Keluar ruangan dengan wajah senduh dan capek, membuat temanya mengelus-elus pundaknya dan memberi semangat dan jangan putus asa. Setelah setengah jam menunggu di luar yang mendebarkan, Ollie dipanggil kembali masuk untuk mendengarkan hasilnya.
”Akhirnya dosen pembimbing pun ujian hari ini.” Pembimbing Ollie berkata sambil menggelengkan kepalanya. ”Siap mendengar hasil keputusannya?” beliau bertanya setelah Ollie duduk di kursinya.
”Siap, Pak!” jawab Ollie mantap. Apapun hasil yang keluar dia akan tetap tegar, lulus atau harus mengulang kembali.
”Baiklah. Anda tidak perlu mengulang kembali dan ada perbaikan yang banyak yang harus kamu buat.” Dosen pembimbing Ollie berhenti bicara melihat Ollie tidak bereaksi. ”Kenapa? Mengapa bereaksi bingung seperti itu?”
”Saya lulus, Pak?” senyum Ollie baru mengembang di wajahnya setelah ditegur dosen pembimbingnya.
”Iya, kamu lulus. Tetapi perbaikannya harus selesai dalam satu minggu dan banyak.” Dosennya menjelaskan dengan senyum bahagia melihat anak bimbingannya berhasil dalam sidangnya.
”Siap, Pak. Terima kasih banyak.” Ollie terharu sambil berdiri menyalami semua dosennya.
Setelah keluar, Ollie disambut teman-temannya. Mereka terkejut karena Ollie menangis, mereka bertanya dengan dosennya dan menjawab. ”Aneh, kenapa menangis! Dia kan lulus? Kalau tidak lulus lumrah kalau menangis tapi kalau lulus dan menangis sedikit aneh” semua temannya ikut gembira. Hari itu diakhiri dengan baik dan sedikit perayaan untuk teman-temannya, traktir makan.
Saat wisuda, semua saudara Ollie berkumpul merayakan keberhasilannya. Ayah, Ibu, ketiga adiknya, kakak perempuannya dengan suaminya dan kedua ponakan kecilnya. Senyum Ollie terus mengembang dan bangga akan hasilnya. Seminggu setelah hari berserjarah itu, Ollie melamar pekerjaan di perusahaan dan mendapatkan posisi di bidang riset operasi yang mengharuskannya berurusan dengan data.
∞
”Dry, berangkat. Ayah! Ibu!” Hendry pamit sambil menjabat tangan ayahnya dan menyalami ibunya.

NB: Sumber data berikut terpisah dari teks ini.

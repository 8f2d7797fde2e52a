// Edit builders - typed constructors for every supported edit

use crate::domain::errors::DomainError;
use crate::domain::model::{AspectRatio, Category, EditRequest, MediaKind, TimeSpec};
use crate::media::{MediaAsset, MediaSource};

pub const MAX_BLUR: u8 = 50;
pub const MAX_VOLUME: f64 = 100.0;
/// Range ffmpeg's `atempo` accepts
pub const TEMPO_RANGE: std::ops::RangeInclusive<f64> = 0.5..=100.0;

const NIGHTCORE: &str = "asetrate=44100*1.25,atempo=1.25";
const BASS_BOOST: &str = "equalizer=f=80:width_type=h:width=50:g=12";

impl MediaAsset {
    fn require(&self, kind: MediaKind, edit: &str) -> Result<(), DomainError> {
        if self.kind() == kind {
            Ok(())
        } else {
            Err(DomainError::UnsupportedEdit(format!(
                "{} is only available for {} files",
                edit, kind
            )))
        }
    }

    fn filter(&mut self, key: &str, expression: String) -> Result<&mut Self, DomainError> {
        self.push_edit(EditRequest::expr(Category::COMPOSABLE_FILTER, key, expression))
    }

    pub fn resize(&mut self, width: u32, height: u32) -> Result<&mut Self, DomainError> {
        self.require(MediaKind::Video, "resize")?;
        positive(width, "width")?;
        positive(height, "height")?;
        self.filter("scale", format!("scale={}:{}", width, height))
    }

    /// Scale to `width`, keeping the aspect ratio
    pub fn resize_by_width(&mut self, width: u32) -> Result<&mut Self, DomainError> {
        self.require(MediaKind::Video, "resize")?;
        positive(width, "width")?;
        self.filter("scale", format!("scale={}:-1", width))
    }

    /// Scale to `height`, keeping the aspect ratio
    pub fn resize_by_height(&mut self, height: u32) -> Result<&mut Self, DomainError> {
        self.require(MediaKind::Video, "resize")?;
        positive(height, "height")?;
        self.filter("scale", format!("scale=-1:{}", height))
    }

    pub fn trim(&mut self, start: TimeSpec, end: TimeSpec) -> Result<&mut Self, DomainError> {
        self.push_edit(EditRequest::trim(start, end)?)
    }

    /// Crop a `width`x`height` window whose top-left corner is at (`x`, `y`)
    pub fn crop(&mut self, width: u32, height: u32, x: u32, y: u32) -> Result<&mut Self, DomainError> {
        self.require(MediaKind::Video, "crop")?;
        positive(width, "width")?;
        positive(height, "height")?;
        self.filter("crop", format!("crop={}:{}:{}:{}", width, height, x, y))
    }

    pub fn crop_out_top(&mut self, pixels: u32) -> Result<&mut Self, DomainError> {
        self.require(MediaKind::Video, "crop")?;
        self.filter("crop", format!("crop=in_w:in_h-{}:0:{}", pixels, pixels))
    }

    pub fn crop_out_bottom(&mut self, pixels: u32) -> Result<&mut Self, DomainError> {
        self.require(MediaKind::Video, "crop")?;
        self.filter("crop", format!("crop=in_w:in_h-{}:0:0", pixels))
    }

    pub fn crop_out_left(&mut self, pixels: u32) -> Result<&mut Self, DomainError> {
        self.require(MediaKind::Video, "crop")?;
        self.filter("crop", format!("crop=in_w-{}:in_h:{}:0", pixels, pixels))
    }

    pub fn crop_out_right(&mut self, pixels: u32) -> Result<&mut Self, DomainError> {
        self.require(MediaKind::Video, "crop")?;
        self.filter("crop", format!("crop=in_w-{}:in_h:0:0", pixels))
    }

    /// Box blur, intensity 0 to 50
    pub fn blur(&mut self, intensity: u8) -> Result<&mut Self, DomainError> {
        self.require(MediaKind::Video, "blur")?;
        if intensity > MAX_BLUR {
            return Err(DomainError::BadArgs(format!(
                "Blur intensity must be between 0 and {}: {}",
                MAX_BLUR, intensity
            )));
        }
        self.filter("blur", format!("boxblur={}", intensity))
    }

    pub fn set_aspect_ratio(&mut self, ratio: AspectRatio) -> Result<&mut Self, DomainError> {
        self.require(MediaKind::Video, "aspect ratio")?;
        self.push_edit(EditRequest::expr(Category::ASPECT, "aspect", ratio.to_arg()))
    }

    /// Multiply the volume, 0 to 100
    pub fn change_volume(&mut self, multiplier: f64) -> Result<&mut Self, DomainError> {
        if !multiplier.is_finite() || !(0.0..=MAX_VOLUME).contains(&multiplier) {
            return Err(DomainError::BadArgs(format!(
                "Volume multiplier must be between 0 and {}: {}",
                MAX_VOLUME, multiplier
            )));
        }
        self.push_edit(EditRequest::expr(
            Category::AUDIO_FILTER,
            "volume",
            format!("volume={}", multiplier),
        ))
    }

    pub fn mute(&mut self) -> Result<&mut Self, DomainError> {
        self.push_edit(EditRequest::expr(Category::AUDIO_FILTER, "volume", "volume=0"))
    }

    /// Pitch and tempo up by 25%
    pub fn nightcore(&mut self) -> Result<&mut Self, DomainError> {
        self.require(MediaKind::Audio, "nightcore")?;
        self.filter("nightcore", NIGHTCORE.to_string())
    }

    /// +12 dB around 80 Hz
    pub fn bass_boost(&mut self) -> Result<&mut Self, DomainError> {
        self.require(MediaKind::Audio, "bass boost")?;
        self.push_edit(EditRequest::expr(Category::EQUALIZER, "equalizer", BASS_BOOST))
    }

    /// Change tempo without changing pitch
    pub fn speed_up(&mut self, multiplier: f64) -> Result<&mut Self, DomainError> {
        self.require(MediaKind::Audio, "speed change")?;
        if !TEMPO_RANGE.contains(&multiplier) {
            return Err(DomainError::BadArgs(format!(
                "Speed multiplier must be between {} and {}: {}",
                TEMPO_RANGE.start(),
                TEMPO_RANGE.end(),
                multiplier
            )));
        }
        self.push_edit(EditRequest::expr(
            Category::AUDIO_FILTER,
            "tempo",
            format!("atempo={}", multiplier),
        ))
    }
}

fn positive(value: u32, name: &str) -> Result<(), DomainError> {
    if value == 0 {
        return Err(DomainError::BadArgs(format!("{} must be greater than 0", name)));
    }
    Ok(())
}
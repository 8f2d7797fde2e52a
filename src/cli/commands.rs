//! Command implementations

use std::path::{Path, PathBuf};

use anyhow::{Context, Result};
use tracing::{info, warn};

use crate::app::{AppContainer, ConcatReport, RenderOutcome, RenderPlan};
use crate::cli::args::{ConcatArgs, InspectArgs, PlanArgs, RenderArgs};
use crate::engine::RenderReport;
use crate::media::{EditDirective, MediaAsset};
use crate::utils::path::PathUtils;

const DEFAULT_OUTPUT_SUFFIX: &str = "edited";

/// Execute the render command
pub async fn render(container: &dyn AppContainer, args: RenderArgs) -> Result<()> {
    info!("Starting render operation");
    let output = output_path(&args.input, args.output.as_deref());

    let probe = container.probe_port();
    let mut asset = MediaAsset::load(&args.input, probe.as_ref())
        .await
        .with_context(|| format!("Failed to load {}", args.input.display()))?;
    queue_edits(&mut asset, &args.edits)?;

    let result = container.render_interactor().render(asset, &output).await;
    match result.outcome {
        RenderOutcome::NoOp => {
            if args.json {
                println!("{}", serde_json::json!({ "outcome": "noop" }));
            } else {
                println!("No edits queued, nothing rendered");
            }
            Ok(())
        }
        RenderOutcome::Rendered(report) => {
            if args.json {
                let json = serde_json::to_string_pretty(&report)
                    .context("Failed to serialize render report to JSON")?;
                println!("{}", json);
            } else {
                display_render_report(&report);
            }
            info!("Render operation completed successfully");
            Ok(())
        }
        RenderOutcome::Failed { reason } => Err(anyhow::anyhow!("Render failed: {}", reason)),
    }
}

/// Execute the plan command
pub async fn plan(container: &dyn AppContainer, args: PlanArgs) -> Result<()> {
    if !args.input.is_file() {
        return Err(anyhow::anyhow!(
            "Input file does not exist: {}",
            args.input.display()
        ));
    }
    let output = output_path(&args.input, args.output.as_deref());

    let mut asset = MediaAsset::unprobed(&args.input)?;
    queue_edits(&mut asset, &args.edits)?;

    let plan = container
        .render_interactor()
        .plan(&asset, &output)
        .context("Failed to plan render")?;

    if args.json {
        let json =
            serde_json::to_string_pretty(&plan).context("Failed to serialize plan to JSON")?;
        println!("{}", json);
    } else {
        display_plan(&plan);
    }
    Ok(())
}

/// Execute the inspect command
pub async fn inspect(container: &dyn AppContainer, args: InspectArgs) -> Result<()> {
    info!("Starting inspect operation");

    let response = container
        .inspect_interactor()
        .inspect(&args.input)
        .await
        .context("Failed to inspect input file")?;

    if args.json {
        let json = serde_json::to_string_pretty(&response)
            .context("Failed to serialize media info to JSON")?;
        println!("{}", json);
    } else {
        print!("{}", response.to_text());
    }
    Ok(())
}

/// Execute the concat command
pub async fn concat(container: &dyn AppContainer, args: ConcatArgs) -> Result<()> {
    info!("Starting concat operation");
    let interactor = container.concat_interactor();

    let report = match &args.dir {
        Some(dir) => interactor.concat_dir(dir, &args.output, args.encode).await,
        None => interactor.concat(&args.inputs, &args.output, args.encode).await,
    }
    .context("Failed to concatenate files")?;

    if args.json {
        let json = serde_json::to_string_pretty(&report)
            .context("Failed to serialize concat report to JSON")?;
        println!("{}", json);
    } else {
        display_concat_report(&report);
    }
    Ok(())
}

fn output_path(input: &Path, output: Option<&Path>) -> PathBuf {
    output
        .map(Path::to_path_buf)
        .unwrap_or_else(|| PathUtils::sibling_with_suffix(input, DEFAULT_OUTPUT_SUFFIX))
}

fn queue_edits(asset: &mut MediaAsset, edits: &[EditDirective]) -> Result<()> {
    if edits.is_empty() {
        warn!("No edits given");
    }
    for edit in edits {
        edit.apply(asset)
            .with_context(|| format!("Cannot apply '{}' to {}", edit, asset.file_name()))?;
    }
    Ok(())
}

fn display_plan(plan: &RenderPlan) {
    println!("Render Plan");
    println!("===========");
    println!("Input: {} ({})", plan.input.display(), plan.kind);
    println!("Output: {}", plan.output.display());
    println!();

    if plan.stages.is_empty() {
        println!("No edits queued, nothing to render");
    }
    for stage in &plan.stages {
        println!(
            "Stage {} [{}] {}",
            stage.index,
            stage.categories.join(", "),
            stage.codec
        );
        println!("  {}", stage.command);
    }

    if !plan.dropped.is_empty() {
        println!();
        println!("Dropped edits:");
        for edit in &plan.dropped {
            println!("  {} {} = {}", edit.category, edit.key, edit.value);
        }
    }
}

fn display_render_report(report: &RenderReport) {
    println!("Render Results");
    println!("==============");
    println!("Output: {}", report.output_path.display());
    println!("Elapsed: {} ms", report.elapsed_ms);
    println!();

    for stage in &report.stages {
        let status = if stage.success { "✓" } else { "✗" };
        println!("  {} Stage {} ({})", status, stage.index, stage.codec);
        println!("    {}", stage.command);
    }

    let failed = report.failed_stages();
    if failed > 0 {
        println!();
        println!("{} stage(s) failed and were skipped", failed);
    }
}

fn display_concat_report(report: &ConcatReport) {
    println!("Concatenated {} files into {}", report.inputs.len(), report.output_path.display());
    for input in &report.inputs {
        println!("  {}", input.display());
    }
    println!("Elapsed: {} ms", report.elapsed_ms);
}
// Application layer - Use case interactors

pub mod concat_interactor;
pub mod container;
pub mod inspect_interactor;
pub mod render_interactor;

// Re-export interactors
pub use concat_interactor::{ConcatInteractor, ConcatReport};
pub use container::{AppContainer, DefaultAppContainer};
pub use inspect_interactor::{InspectInteractor, InspectResponse};
pub use render_interactor::{
    PlannedStage, RenderInteractor, RenderOutcome, RenderPlan, RenderResult,
};
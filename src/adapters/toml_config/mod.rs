// TOML config adapter - Configuration management using TOML files

use std::path::{Path, PathBuf};

use tracing::info;

use crate::config::SplicerConfig;
use crate::error::{SplicerError, SplicerResult};

/// Locations searched when no config file is given explicitly
pub const DEFAULT_CONFIG_PATHS: &[&str] = &["splicer.toml", "config/splicer.toml"];

/// TOML configuration adapter
#[derive(Debug, Clone)]
pub struct TomlConfigAdapter {
    search_paths: Vec<PathBuf>,
}

impl Default for TomlConfigAdapter {
    fn default() -> Self {
        Self::with_search_paths(DEFAULT_CONFIG_PATHS.iter().map(PathBuf::from))
    }
}

impl TomlConfigAdapter {
    pub fn with_search_paths<I: IntoIterator<Item = PathBuf>>(paths: I) -> Self {
        Self {
            search_paths: paths.into_iter().collect(),
        }
    }

    /// Parse configuration from TOML text; missing sections keep their defaults
    pub fn load_str(&self, content: &str) -> SplicerResult<SplicerConfig> {
        toml::from_str(content).map_err(|e| SplicerError::ConfigError {
            message: format!("Failed to parse TOML config: {}", e),
        })
    }

    /// Load a specific file. A missing file is an error.
    pub fn load_file(&self, path: &Path) -> SplicerResult<SplicerConfig> {
        let content = std::fs::read_to_string(path).map_err(|e| SplicerError::ConfigError {
            message: format!("Failed to read config file {}: {}", path.display(), e),
        })?;
        info!("Loading configuration from: {}", path.display());
        self.load_str(&content)
    }

    /// Load `explicit` if given, otherwise the first search path that exists,
    /// otherwise the defaults
    pub fn load(&self, explicit: Option<&Path>) -> SplicerResult<SplicerConfig> {
        if let Some(path) = explicit {
            return self.load_file(path);
        }
        match self.search_paths.iter().find(|path| path.is_file()) {
            Some(path) => self.load_file(path),
            None => {
                info!("No config file found, using defaults");
                Ok(SplicerConfig::default())
            }
        }
    }
}
//! Command-line argument definitions

use std::path::PathBuf;

use clap::Args;
use clap_num::number_range;

use crate::engine::{FailurePolicy, MAX_CRF};
use crate::media::EditDirective;

const MAX_THREADS: usize = 256;

fn crf_in_range(s: &str) -> Result<u8, String> {
    number_range(s, 0, MAX_CRF)
}

fn threads_in_range(s: &str) -> Result<usize, String> {
    number_range(s, 0, MAX_THREADS)
}

/// Encoder settings that override the configuration file
#[derive(Args, Debug, Default, Clone)]
pub struct EngineOverrides {
    /// Video codec, or one of: best, efficient, compressed
    #[arg(long)]
    pub codec: Option<String>,

    /// Audio codec
    #[arg(long)]
    pub audio_codec: Option<String>,

    /// Constant Rate Factor (0-51)
    #[arg(long, value_parser = crf_in_range)]
    pub crf: Option<u8>,

    /// Encoding preset
    #[arg(long)]
    pub preset: Option<String>,

    /// Encoder threads (0 = one per CPU)
    #[arg(long, value_parser = threads_in_range)]
    pub threads: Option<usize>,

    /// What to do when a stage fails (abort, continue)
    #[arg(long)]
    pub failure_policy: Option<FailurePolicy>,

    /// Directory for intermediate files
    #[arg(long)]
    pub scratch_dir: Option<PathBuf>,
}

/// Arguments for the render command
#[derive(Args, Debug)]
pub struct RenderArgs {
    /// Input media file
    #[arg(short, long)]
    pub input: PathBuf,

    /// Output file (default: <input>_edited.<ext>)
    #[arg(short, long)]
    pub output: Option<PathBuf>,

    /// Edit to apply, repeatable and applied in order (e.g. trim=0,10 scale=1280:720)
    #[arg(short, long = "edit", value_name = "EDIT")]
    pub edits: Vec<EditDirective>,

    #[command(flatten)]
    pub engine: EngineOverrides,

    /// Print the render report as JSON
    #[arg(long)]
    pub json: bool,
}

/// Arguments for the plan command
#[derive(Args, Debug)]
pub struct PlanArgs {
    /// Input media file
    #[arg(short, long)]
    pub input: PathBuf,

    /// Output file (default: <input>_edited.<ext>)
    #[arg(short, long)]
    pub output: Option<PathBuf>,

    /// Edit to apply, repeatable and applied in order
    #[arg(short, long = "edit", value_name = "EDIT")]
    pub edits: Vec<EditDirective>,

    #[command(flatten)]
    pub engine: EngineOverrides,

    /// Output in JSON format
    #[arg(long)]
    pub json: bool,
}

/// Arguments for the inspect command
#[derive(Args, Debug)]
pub struct InspectArgs {
    /// Input media file
    #[arg(short, long)]
    pub input: PathBuf,

    /// Output in JSON format
    #[arg(long)]
    pub json: bool,
}

/// Arguments for the concat command
#[derive(Args, Debug)]
pub struct ConcatArgs {
    /// Files to join, in order
    #[arg(long, num_args = 1.., required_unless_present = "dir", conflicts_with = "dir")]
    pub inputs: Vec<PathBuf>,

    /// Join every video file in this directory, sorted by name
    #[arg(long)]
    pub dir: Option<PathBuf>,

    /// Output file
    #[arg(short, long)]
    pub output: PathBuf,

    /// Re-encode instead of stream copying
    #[arg(long)]
    pub encode: bool,

    #[command(flatten)]
    pub engine: EngineOverrides,

    /// Print the report as JSON
    #[arg(long)]
    pub json: bool,
}
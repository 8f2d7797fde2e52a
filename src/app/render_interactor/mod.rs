// Render interactor - Orchestrates schedule, execute and reload

use std::path::{Path, PathBuf};
use std::sync::Arc;

use serde::Serialize;
use tracing::{error, info, warn};

use crate::domain::model::{EditRequest, MediaKind};
use crate::domain::rules::RuleBook;
use crate::engine::{CommandBuilder, EngineConfig, ExecutionPipeline, RenderReport};
use crate::error::{SplicerError, SplicerResult};
use crate::media::{MediaAsset, MediaSource};
use crate::planner::{CodecDecision, CompatibilityGraph, Schedule, StageScheduler};
use crate::ports::{ExecutePort, ProbePort};

/// How a render ended
#[derive(Debug, Clone)]
pub enum RenderOutcome {
    /// Nothing was queued; no process was started
    NoOp,
    Rendered(RenderReport),
    /// The render did not take effect
    Failed { reason: String },
}

/// The asset to continue with plus what happened
///
/// On `Rendered` the asset is the freshly loaded output. Otherwise it is the
/// original asset with its queued edits intact.
#[derive(Debug, Clone)]
pub struct RenderResult {
    pub asset: MediaAsset,
    pub outcome: RenderOutcome,
}

impl RenderResult {
    fn failed(asset: MediaAsset, error: SplicerError) -> Self {
        error!("Render failed: {}", error);
        Self {
            asset,
            outcome: RenderOutcome::Failed {
                reason: error.to_string(),
            },
        }
    }

    pub fn is_rendered(&self) -> bool {
        matches!(self.outcome, RenderOutcome::Rendered(_))
    }
}

/// One stage of a dry run
#[derive(Debug, Clone, Serialize)]
pub struct PlannedStage {
    pub index: usize,
    pub categories: Vec<String>,
    pub codec: CodecDecision,
    pub command: String,
}

/// Everything a render would do, without doing it
#[derive(Debug, Clone, Serialize)]
pub struct RenderPlan {
    pub input: PathBuf,
    pub output: PathBuf,
    pub kind: MediaKind,
    pub stages: Vec<PlannedStage>,
    pub dropped: Vec<EditRequest>,
}

/// Interactor for the render use case
pub struct RenderInteractor {
    probe_port: Arc<dyn ProbePort>,
    pipeline: ExecutionPipeline,
    rules: RuleBook,
}

impl RenderInteractor {
    pub fn new(
        probe_port: Arc<dyn ProbePort>,
        execute_port: Arc<dyn ExecutePort>,
        engine: EngineConfig,
        rules: RuleBook,
    ) -> Self {
        Self {
            probe_port,
            pipeline: ExecutionPipeline::new(execute_port, engine),
            rules,
        }
    }

    /// Schedule the asset's queued edits. The asset itself is left untouched.
    pub fn schedule(&self, asset: &MediaAsset) -> SplicerResult<Schedule> {
        let graph = CompatibilityGraph::for_kind(self.rules.for_kind(asset.kind()), asset.kind())
            .map_err(|e| SplicerError::RuleConfigError {
                message: e.to_string(),
            })?;
        let mut pending = asset.edits().clone();
        Ok(StageScheduler::new(&graph, asset.kind()).schedule(&mut pending))
    }

    /// Dry run: stages and command lines with placeholder intermediate files
    pub fn plan(&self, asset: &MediaAsset, output: &Path) -> SplicerResult<RenderPlan> {
        let schedule = self.schedule(asset)?;
        let builder = CommandBuilder::new(self.pipeline.config(), asset.kind());
        let extension = asset.extension();
        let intermediate = |n: usize| PathBuf::from(format!("<stage-{}>.{}", n, extension));

        let total = schedule.stages.len();
        let stages = schedule
            .stages
            .iter()
            .enumerate()
            .map(|(i, stage)| {
                let input = if i == 0 {
                    asset.file_path().to_path_buf()
                } else {
                    intermediate(i)
                };
                let stage_output = if i + 1 == total {
                    output.to_path_buf()
                } else {
                    intermediate(i + 1)
                };
                let (invocation, codec) =
                    builder.build(stage, schedule.stages.get(i + 1), &input, &stage_output);
                PlannedStage {
                    index: i + 1,
                    categories: stage.categories().iter().map(ToString::to_string).collect(),
                    codec,
                    command: invocation.command_line(),
                }
            })
            .collect();

        Ok(RenderPlan {
            input: asset.file_path().to_path_buf(),
            output: output.to_path_buf(),
            kind: asset.kind(),
            stages,
            dropped: schedule.dropped,
        })
    }

    /// Render the asset's queued edits into `output`
    pub async fn render(&self, asset: MediaAsset, output: &Path) -> RenderResult {
        info!(
            input = %asset.file_path().display(),
            output = %output.display(),
            edits = asset.edits().len(),
            "Starting render"
        );

        let schedule = match self.schedule(&asset) {
            Ok(schedule) => schedule,
            Err(e) => return RenderResult::failed(asset, e),
        };
        if schedule.is_noop() {
            warn!("No edits to apply, skipping render");
            return RenderResult {
                asset,
                outcome: RenderOutcome::NoOp,
            };
        }

        let report = match self.pipeline.execute(&schedule.stages, &asset, output).await {
            Ok(report) => report,
            Err(e) => return RenderResult::failed(asset, e),
        };

        match MediaAsset::load(output, self.probe_port.as_ref()).await {
            Ok(rendered) => RenderResult {
                asset: rendered,
                outcome: RenderOutcome::Rendered(report),
            },
            Err(e) => RenderResult::failed(
                asset,
                SplicerError::OutputError {
                    message: format!("{} cannot be loaded: {}", output.display(), e),
                },
            ),
        }
    }
}
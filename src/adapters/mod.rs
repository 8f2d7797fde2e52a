// Adapters - External system implementations

pub mod exec_ffmpeg;
pub mod probe_ffprobe;
pub mod toml_config;

// Re-export adapters
pub use exec_ffmpeg::FFmpegAdapter;
pub use probe_ffprobe::FFprobeAdapter;
pub use toml_config::TomlConfigAdapter;
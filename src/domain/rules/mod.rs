// Domain rules - Which operation categories may share one invocation

use serde::{Deserialize, Serialize};

use crate::domain::errors::*;
use crate::domain::model::*;

/// Default video groups. Seek stays alone so a trim-only stage can stream copy.
pub const DEFAULT_VIDEO_RULES: &[&str] = &["-aspect|-filter:a", "-filter_complex", "-ss"];

/// Default audio groups. `-filter:a` and `-af` are the same ffmpeg option, so they
/// never share an invocation.
pub const DEFAULT_AUDIO_RULES: &[&str] = &["-filter:a", "-af", "-filter_complex", "-ss"];

/// Ordered list of `|`-delimited category groups
#[derive(Debug, Clone, PartialEq, Eq, Serialize, Deserialize)]
#[serde(transparent)]
pub struct RuleSet {
    groups: Vec<String>,
}

impl RuleSet {
    pub fn new<I, S>(groups: I) -> Self
    where
        I: IntoIterator<Item = S>,
        S: Into<String>,
    {
        Self {
            groups: groups.into_iter().map(Into::into).collect(),
        }
    }

    pub fn default_video() -> Self {
        Self::new(DEFAULT_VIDEO_RULES.iter().copied())
    }

    pub fn default_audio() -> Self {
        Self::new(DEFAULT_AUDIO_RULES.iter().copied())
    }

    pub fn groups(&self) -> &[String] {
        &self.groups
    }

    /// Parse every group into categories, rejecting malformed rules
    pub fn parse_groups(&self) -> Result<Vec<Vec<Category>>, DomainError> {
        if self.groups.is_empty() {
            return Err(DomainError::InvalidRules(
                "rule set contains no groups".to_string(),
            ));
        }

        self.groups
            .iter()
            .enumerate()
            .map(|(index, group)| Self::parse_group(index, group))
            .collect()
    }

    fn parse_group(index: usize, group: &str) -> Result<Vec<Category>, DomainError> {
        if group.trim().is_empty() {
            return Err(DomainError::InvalidRules(format!("group {} is empty", index)));
        }

        group
            .split('|')
            .map(|token| {
                if token.trim().is_empty() {
                    return Err(DomainError::InvalidRules(format!(
                        "group {} ('{}') has an empty category",
                        index, group
                    )));
                }
                Category::parse(token)
            })
            .collect()
    }
}

/// Rule sets for every media kind
#[derive(Debug, Clone, PartialEq, Eq, Serialize, Deserialize)]
pub struct RuleBook {
    #[serde(default = "RuleSet::default_video")]
    pub video: RuleSet,
    #[serde(default = "RuleSet::default_audio")]
    pub audio: RuleSet,
}

impl Default for RuleBook {
    fn default() -> Self {
        Self {
            video: RuleSet::default_video(),
            audio: RuleSet::default_audio(),
        }
    }
}

impl RuleBook {
    pub fn for_kind(&self, kind: MediaKind) -> &RuleSet {
        match kind {
            MediaKind::Video => &self.video,
            MediaKind::Audio => &self.audio,
        }
    }

    /// Validate both rule sets
    pub fn validate(&self) -> Result<(), DomainError> {
        self.video.parse_groups()?;
        self.audio.parse_groups()?;
        Ok(())
    }
}
//! Splicer
//!
//! Queues video and audio edits against a media file and renders them with as
//! few ffmpeg passes as possible. Edits that cannot share an invocation are split
//! into ordered stages, each stage feeding the next through a scratch file.

pub mod adapters;
pub mod app;
pub mod cli;
pub mod config;
pub mod config_initialization;
pub mod domain;
pub mod engine;
pub mod error;
pub mod media;
pub mod planner;
pub mod ports;
pub mod utils;

// Re-export commonly used types
pub use config::SplicerConfig;
pub use domain::errors::DomainError;
pub use domain::model::{Category, EditRequest, MediaInfo, MediaKind, TimeSpec};
pub use error::{SplicerError, SplicerResult};
pub use media::{EditDirective, MediaAsset, MediaSource};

”Hati-hati di sana. Dan cepat selesaikan studymu.” Ayahnya menepuk pundak anaknya dengan bangga. Mereka berdua menatap anaknya berjalan menuju gerbang ke berangkat, sambil merangkul satu sama lain dengan senyum mengembang dengan bangga.
”Apakah setelah pulang dari sana ia akan menemukan jodohnya?” ayah Hendry menatap punggung anaknya sampai tidak kelihatan lagi.
”Bagaimana kalau dia sudah punya tambatan hati dan belum memperkenalkannya saja kepada kita.” istrinya berujar sambil tersenyum penuh arti.
”Apakah saya melewatkan sesuatu?” suaminya bertanya sambil menggoda istrinya. ”Kita bukan membicarakan gadis kecil yang manis itu lagi kan!”
”Kalau memang gadis itu yang menjadi pendamping dan membuatnya bahagia, apakah suamiku tidak bahagia” istrinya menatapnya dengan penuh selidik.
”Aku sangat sangat tidak.....” Dan melihat istrinya yang membuat ekspresi yang begitu terkejut karena kata tidak yang sengaja dibuatnya terlalu panjang sebelum berujar kembali. ”Tidak ingin melewatkan wajah kebahagiaan putraku saat ia berhasil menjadi suami dan ayah bagi keluarga kecilnya.” Istrinya menyikut rusuk suaminya karena membuat lelucon seperti itu. Mereka berjalan pulang sambil tertawa dan akan menunggu kembali kepulangan anak mereka.